コラム

医療と医学

2023.09.12

血液脳関門は脳内ホルモンレベルを変えて行動を制御する! ―2種類のアリが生じるメカニズム―

神経科学の領域で,最近,常識を覆す事実がたくさん発見されていると実感しています.最新号のCell誌に,アリの研究から,血液脳関門が特定のホルモンの分解酵素を産生し,ホルモンの脳内レベルを変えることで行動を制御しているという驚くべき研究が報告されました.

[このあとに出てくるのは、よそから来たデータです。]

//! Load balancing strategies for distributing dispatches across endpoints.

pub mod balancer;

pub use balancer::{
    balancer_for, LoadBalancer, LoadBalancerStats, LoadBalancingPolicy, RandomBalancer,
    RoundRobinBalancer,
};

アリには小型ワーカーと大型ワーカーがいます(図右下).形態が異なるだけでなく,行動も異なります.小型ワーカーは採餌(エサ取り)と育雛を行いますが,大型ワーカーは兵隊アリとして巣を守り,採餌はほとんどしません.この行動分業を決定する重要な因子は,最もよく知られている昆虫ホルモンのひとつ,幼若ホルモン(JH3)の成体初期のレベルであることが分かっています.つまり小型ワーカーでは,JH3分解酵素が抑制されて脳内JH3レベルが上昇すると,採餌量が増加する行動を示すようになります.しかしJH3の分解がどのようにして生じるのか分かっていませんでした.

ペンシルバニア大学の研究者らは,scRNA-seqを用いて,幼若ホルモンエステラーゼ(Jhe)と呼ばれるホルモン分解酵素が血液脳関門にのみ局在することを発見しました.アリの血液脳関門で産生されたJheは血液脳関門の細胞に保持され,アリの脳に入るJH3ホルモン量をコントロールしていました(図左).

驚いたことに,分解酵素Jheのレベルを意図的に操作することで,アリ脳が再プログラムされて行動変化が生じ,大型の兵隊アリが採餌行動をするようになりました.またハエの血液脳関門にアリ版Jheを発現させると,アリで観察されたのと同様の行動変化が見られました.さらに同様のメカニズムが他の動物にも存在するか調べるため,マウス血液脳関門を構成する内皮細胞パネルを分析したところ,他のどの内皮細胞よりも高いレベルで,複数のホルモン分解酵素を発現していることが分かりました.このなかにはテストステロンを分解する酵素も含まれていました.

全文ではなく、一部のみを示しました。